Adults requiring decision making assistance

108. Chapter 61 focuses on issues relating to adults who have temporary or permanent incapacity. The Office supports the intent of many of the proposals in this chapter. In particular, the Office agrees that assessments of capacity should be done with regard to the particular decision required to be made.

109. The Office also agrees in principle with the proposal to introduce the defined concept of an 'authorised representative'. However, the Office suggests that several aspects of the proposal would benefit from further consideration. In particular, the Office submits, in response to proposal 61-1, that where the incapacity is short-term or intermittent, and it is considered reasonably likely that the individual will regain capacity to handle their own affairs, the representative's right of access should be limited to the information necessary to make the required decision.

110. The Office also raises concerns about certain terminology used in the proposed definition of 'authorised representative' (proposal 61-2).

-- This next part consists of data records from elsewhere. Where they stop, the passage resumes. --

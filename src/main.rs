mod browser;
mod controller;
mod error;
mod output;
mod parser;
mod record;
mod settings;
mod sites;
mod targets;

use std::process;
use std::sync::atomic::{AtomicBool, Ordering};
use std::sync::Arc;
use std::time::Instant;

use chrono::Local;
use clap::{Args, Parser, Subcommand};

use browser::BrowserSession;
use controller::RunOptions;
use output::{CsvOutput, RawDump};
use settings::Settings;

const EXIT_TARGETS_FAILED: i32 = 2;
const EXIT_INTERRUPTED: i32 = 130;

#[derive(Parser)]
#[command(name = "review_scraper", about = "Employer review scraper driven by a headless browser")]
struct Cli {
    #[command(subcommand)]
    command: Commands,
}

#[derive(Subcommand)]
enum Commands {
    /// Scrape every target in a scrape config
    Run(RunArgs),
    /// Load and validate a scrape config without starting a browser
    Check {
        /// Config path, or a bare name looked up in the config directory
        config: String,
    },
    /// List available site scrapers
    Sites,
    /// Print the effective settings
    Settings,
}

#[derive(Args)]
struct RunArgs {
    /// Config path, or a bare name looked up in the config directory
    config: String,
    /// Output file name without extension (default: <base>-<timestamp>)
    #[arg(short, long)]
    output: Option<String>,
    /// Abort a target on the first bad block
    #[arg(long, conflicts_with = "lenient")]
    strict: bool,
    /// Skip bad blocks and keep going
    #[arg(long)]
    lenient: bool,
    /// Show the browser window
    #[arg(long)]
    visible: bool,
    /// Verbose Chrome logging
    #[arg(long)]
    browser_logging: bool,
    /// Seconds to wait before each navigation
    #[arg(long)]
    delay: Option<f64>,
    /// Seconds to wait for a page to load or change
    #[arg(long)]
    timeout: Option<u64>,
    /// Append every located raw block to <output>.raw.txt
    #[arg(long)]
    dump_raw: bool,
    /// Add the raw pre-parse fields as an extra column
    #[arg(long)]
    include_raw: bool,
    /// Exit non-zero if any target failed
    #[arg(long)]
    fail_on_error: bool,
}

impl RunArgs {
    fn apply(&self, s: &mut Settings) {
        if self.strict {
            s.data_strict = true;
        }
        if self.lenient {
            s.data_strict = false;
        }
        s.browser_visible |= self.visible;
        s.browser_logging |= self.browser_logging;
        s.dump_raw_data |= self.dump_raw;
        s.include_raw_fields |= self.include_raw;
        s.fail_on_target_error |= self.fail_on_error;
        if let Some(delay) = self.delay {
            s.rate_limit_delay_secs = delay;
        }
        if let Some(timeout) = self.timeout {
            s.timeout_secs = timeout;
        }
    }
}

fn main() -> anyhow::Result<()> {
    tracing_subscriber::fmt()
        .with_env_filter(
            tracing_subscriber::EnvFilter::try_from_default_env()
                .unwrap_or_else(|_| "info".into()),
        )
        .init();

    let t0 = Instant::now();
    let cli = Cli::parse();

    let code = match cli.command {
        Commands::Run(args) => run(args)?,
        Commands::Check { config } => {
            let settings = Settings::load()?;
            let path = targets::resolve_path(&config, &settings.config_directory);
            let cfg = targets::load_config(&path)?;
            println!("{}: scraper {}, {} targets", path.display(), cfg.scraper, cfg.targets.len());
            for t in &cfg.targets {
                println!("  {}: {}", t.name, t.entry_url);
            }
            0
        }
        Commands::Sites => {
            for name in sites::AVAILABLE {
                println!("{}", name);
            }
            0
        }
        Commands::Settings => {
            let settings = Settings::load()?;
            println!("{}", serde_json::to_string_pretty(&settings)?);
            0
        }
    };

    let elapsed = t0.elapsed();
    if elapsed.as_secs() >= 1 {
        println!("\nDone in {}", format_duration(elapsed));
    }

    if code != 0 {
        process::exit(code);
    }
    Ok(())
}

/// Returns the process exit code. Config and settings errors bubble up.
fn run(args: RunArgs) -> anyhow::Result<i32> {
    let mut settings = Settings::load()?;
    args.apply(&mut settings);

    let config_path = targets::resolve_path(&args.config, &settings.config_directory);
    let config = targets::load_config(&config_path)?;
    let scraper = sites::build(&config.scraper)?;

    let name = args.output.clone().unwrap_or_else(|| {
        format!(
            "{}-{}",
            settings.output_name_base,
            Local::now().format("%Y%m%d-%H%M%S")
        )
    });
    let mut sink = CsvOutput::open(
        &settings.output_directory.join(format!("{}.csv", name)),
        settings.include_raw_fields,
    )?;
    let mut dump = if settings.dump_raw_data {
        Some(RawDump::open(
            &settings.output_directory.join(format!("{}.raw.txt", name)),
        )?)
    } else {
        None
    };

    let interrupt = Arc::new(AtomicBool::new(false));
    {
        let flag = Arc::clone(&interrupt);
        ctrlc::set_handler(move || {
            flag.store(true, Ordering::SeqCst);
        })?;
    }

    let opts = RunOptions::from_settings(&settings)?;
    println!(
        "Scraping {} targets with {} ({} mode)...",
        config.targets.len(),
        scraper.name,
        if opts.policy.strict { "strict" } else { "lenient" }
    );

    // The browser lives only for the batch, so it is gone before any exit.
    let summary = {
        let session = BrowserSession::launch(
            settings.browser_visible,
            settings.browser_logging,
            settings.timeout(),
        )?;
        controller::scrape_targets(
            &session,
            &scraper,
            &config.targets,
            &opts,
            &mut sink,
            dump.as_mut(),
            &interrupt,
        )
    }?;

    summary.print();
    println!("Output: {}", sink.path().display());

    if summary.interrupted {
        return Ok(EXIT_INTERRUPTED);
    }
    if settings.fail_on_target_error && !summary.failed.is_empty() {
        return Ok(EXIT_TARGETS_FAILED);
    }
    Ok(0)
}

fn format_duration(d: std::time::Duration) -> String {
    let secs = d.as_secs();
    if secs < 60 {
        format!("{:.1}s", d.as_secs_f64())
    } else if secs < 3600 {
        format!("{}m {}s", secs / 60, secs % 60)
    } else {
        format!("{}h {}m {}s", secs / 3600, (secs % 3600) / 60, secs % 60)
    }
}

The Office considers that the meaning of part (e) in the proposed definition is unclear and potentially too broad. The Office is concerned that this and other aspects of the proposed definition could lead to inappropriate use, disclosure and handling of vulnerable individuals' personal information.

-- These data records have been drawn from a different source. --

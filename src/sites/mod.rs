//! Per-site capability contracts and the registry that maps a config's
//! `scraper` name to one implementation of each.

pub mod seek;

use std::time::Duration;

use regex::Regex;

use crate::browser::Page;
use crate::error::ScrapeError;
use crate::parser::blocks::{self, BlockLayout, DataBlock, IndexWindow, RawTextSequence};
use crate::parser::validate;
use crate::record::{ReviewRecord, Target};

/// Names accepted in a scrape config's `scraper` key.
pub const AVAILABLE: &[&str] = &["Seek"];

pub trait Validators {
    /// Shape every entry URL for this site must have.
    fn url_pattern(&self) -> &Regex;

    fn validate_url(&self, url: &str) -> Result<(), ScrapeError> {
        validate::validate_url(self.url_pattern(), url)
    }

    /// Structural assertions on a located block. Runs before parsing.
    fn validate_data_block(&self, block: &DataBlock) -> Result<(), ScrapeError>;
}

pub trait Parsers {
    fn layout(&self) -> &BlockLayout;

    /// The site-reported number of reviews. Best-effort.
    fn extract_total_count(&self, page: &dyn Page) -> Result<usize, ScrapeError>;

    fn extract_page_text(&self, markup: &str) -> RawTextSequence;

    fn extract_data_indices(&self, seq: &RawTextSequence) -> Vec<usize> {
        blocks::extract_data_indices(seq, &self.layout().anchor)
    }

    fn extract_data_bounds(&self, idx: usize) -> IndexWindow {
        self.layout().window_at(idx)
    }

    fn parse_data_block(&self, block: &DataBlock, target: &Target) -> Result<ReviewRecord, ScrapeError>;
}

/// Opaque snapshot of page content, compared to tell whether new content has
/// rendered.
#[derive(Debug, Clone, PartialEq, Eq)]
pub struct Fingerprint(pub Vec<String>);

pub trait Navigators {
    /// Block until the page's always-present marker shows up.
    fn wait_for_entry(&self, page: &dyn Page, timeout: Duration) -> Result<(), ScrapeError>;

    /// Whether the next-page control is present and enabled. Does not touch
    /// the page.
    fn check_next_page(&self, page: &dyn Page) -> Result<bool, ScrapeError>;

    fn grab_next_page(&self, page: &dyn Page) -> Result<(), ScrapeError>;

    fn capture_page(&self, page: &dyn Page) -> Result<Fingerprint, ScrapeError>;

    /// Block until the content fingerprint differs from `before`. A timeout
    /// is a data-quality failure, not a navigation one.
    fn wait_for_page(&self, page: &dyn Page, before: &Fingerprint, timeout: Duration) -> Result<(), ScrapeError>;
}

/// One site's implementation of every capability.
pub struct Scraper {
    pub name: &'static str,
    pub validators: Box<dyn Validators>,
    pub parsers: Box<dyn Parsers>,
    pub navigators: Box<dyn Navigators>,
}

pub fn build(name: &str) -> Result<Scraper, ScrapeError> {
    match name {
        "Seek" => Ok(seek::site()),
        other => Err(ScrapeError::InvalidConfigFile(format!(
            "unknown scraper {:?}, available: {}",
            other,
            AVAILABLE.join(", ")
        ))),
    }
}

111. The Office considers that if the definition of 'authorised representative' is extended to include informal representatives nominated before the individual lost capacity (as well as legally nominated or appointed representatives), there must be adequate safeguards to ensure that the person had capacity at the time they made the nomination (question 61-2).

112. In chapter 62 of DP 72, the ALRC has sought feedback on whether it is desirable to establish a legislative provision in relation to nominated third parties making decisions on behalf of capable individuals. The Office considers that there is merit in having an express statement in the Privacy Act which allows a third party nominated by the individual to act on that individual's behalf. This view assumes that the type of nomination envisaged in question 62-1 would take effect only where the individual retains capacity to make a decision under the Privacy Act, and accordingly an assessment of capacity is not required.

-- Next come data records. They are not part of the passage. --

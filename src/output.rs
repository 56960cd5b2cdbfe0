use std::fs::{self, File, OpenOptions};
use std::io::{BufWriter, Write};
use std::path::{Path, PathBuf};

use csv::WriterBuilder;
use tracing::{debug, info};

use crate::error::ScrapeError;
use crate::parser::blocks::DataBlock;
use crate::parser::fields::FIELD_DELIMITER;
use crate::record::{ScrapeResult, Target, RECORD_COLUMNS};

/// Where finished targets go.
pub trait ResultSink {
    fn persist(&mut self, result: &ScrapeResult) -> Result<(), ScrapeError>;
}

/// `|`-delimited record file, appended to across runs. The header is written
/// only when the file starts out empty.
pub struct CsvOutput {
    path: PathBuf,
    writer: csv::Writer<File>,
    include_raw: bool,
}

impl CsvOutput {
    pub fn open(path: &Path, include_raw: bool) -> Result<Self, ScrapeError> {
        if let Some(dir) = path.parent().filter(|d| !d.as_os_str().is_empty()) {
            fs::create_dir_all(dir)?;
        }
        let is_new = fs::metadata(path).map(|m| m.len() == 0).unwrap_or(true);
        let file = OpenOptions::new().create(true).append(true).open(path)?;
        let mut writer = WriterBuilder::new()
            .delimiter(FIELD_DELIMITER as u8)
            .has_headers(false)
            .from_writer(file);

        if is_new {
            let mut header: Vec<&str> = RECORD_COLUMNS.to_vec();
            if include_raw {
                header.push("raw_fields");
            }
            writer.write_record(&header)?;
            writer.flush()?;
            debug!("Wrote header to {}", path.display());
        }

        Ok(CsvOutput {
            path: path.to_path_buf(),
            writer,
            include_raw,
        })
    }

    pub fn path(&self) -> &Path {
        &self.path
    }
}

impl ResultSink for CsvOutput {
    fn persist(&mut self, result: &ScrapeResult) -> Result<(), ScrapeError> {
        for review in &result.reviews {
            let mut row = review.record.to_row(&result.target.entry_url);
            if self.include_raw {
                row.push(raw_fields(&review.block));
            }
            self.writer.write_record(&row)?;
        }
        self.writer.flush()?;
        info!(
            "Saved {} records for {} to {}",
            result.len(),
            result.target.name,
            self.path.display()
        );
        Ok(())
    }
}

/// Pre-parse fragments joined into one delimiter-safe cell.
fn raw_fields(block: &DataBlock) -> String {
    block
        .fields
        .iter()
        .map(|f| f.replace(FIELD_DELIMITER, ",").replace(['\n', '\r'], " "))
        .collect::<Vec<_>>()
        .join(" ;; ")
}

/// Append-only, human-readable dump of every located block.
pub struct RawDump {
    out: BufWriter<File>,
}

impl RawDump {
    pub fn open(path: &Path) -> Result<Self, ScrapeError> {
        if let Some(dir) = path.parent().filter(|d| !d.as_os_str().is_empty()) {
            fs::create_dir_all(dir)?;
        }
        let file = OpenOptions::new().create(true).append(true).open(path)?;
        Ok(RawDump {
            out: BufWriter::new(file),
        })
    }

    pub fn write_block(&mut self, target: &Target, page: usize, block: &DataBlock) -> Result<(), ScrapeError> {
        writeln!(
            self.out,
            "=== {} | {} | page {} | [{}, {}) ===",
            target.name, target.entry_url, page, block.window.start, block.window.end
        )?;
        for (i, field) in block.fields.iter().enumerate() {
            writeln!(self.out, "{:>3}: {}", i, field)?;
        }
        writeln!(self.out)?;
        self.out.flush()?;
        Ok(())
    }
}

113. The Office believes that additional guidance material may be required relating to the involvement of third parties in privacy-related decision making where the individual consents.

PART J - TELECOMMUNICATIONS (Chapters 63-64)

114. The Office's response to chapters 63 and 64 addresses privacy-related issues pertaining to the Telecommunications Act 1997 (Cth), the Telecommunications (Interception and Access) Act 1979 (Cth), the Do Not Call Register Act 2006 (Cth) and the Spam Act 2003 (Cth). In responding to the ALRC's proposals and questions in these areas, the Office's response seeks to balance the protection of individual privacy in the light of rapid technological change and the use and disclosure of personal information.

115. The discussion identifies parts of both the Telecommunications Act and the Telecommunications (Interception and Access) Acts where exceptions to the prohibitions against use and disclosure may be considered to be too broad and should be confined and, where practicable, aligned with the exceptions in NPP 2 or its equivalent under the proposed UPPs. The Office supports the ALRC's general approach in this area.

116. Part J also highlights that technological convergence brings with it an increasing need for cooperation between the Office and other regulatory bodies dealing with significant current and emerging privacy matters. The Office supports working cooperatively with other regulators such as the Telecommunications Industry Ombudsman, the Australian Communications and Media Authority and the Inspector General of Intelligence and Security to provide guidance on privacy issues in the telecommunications industry.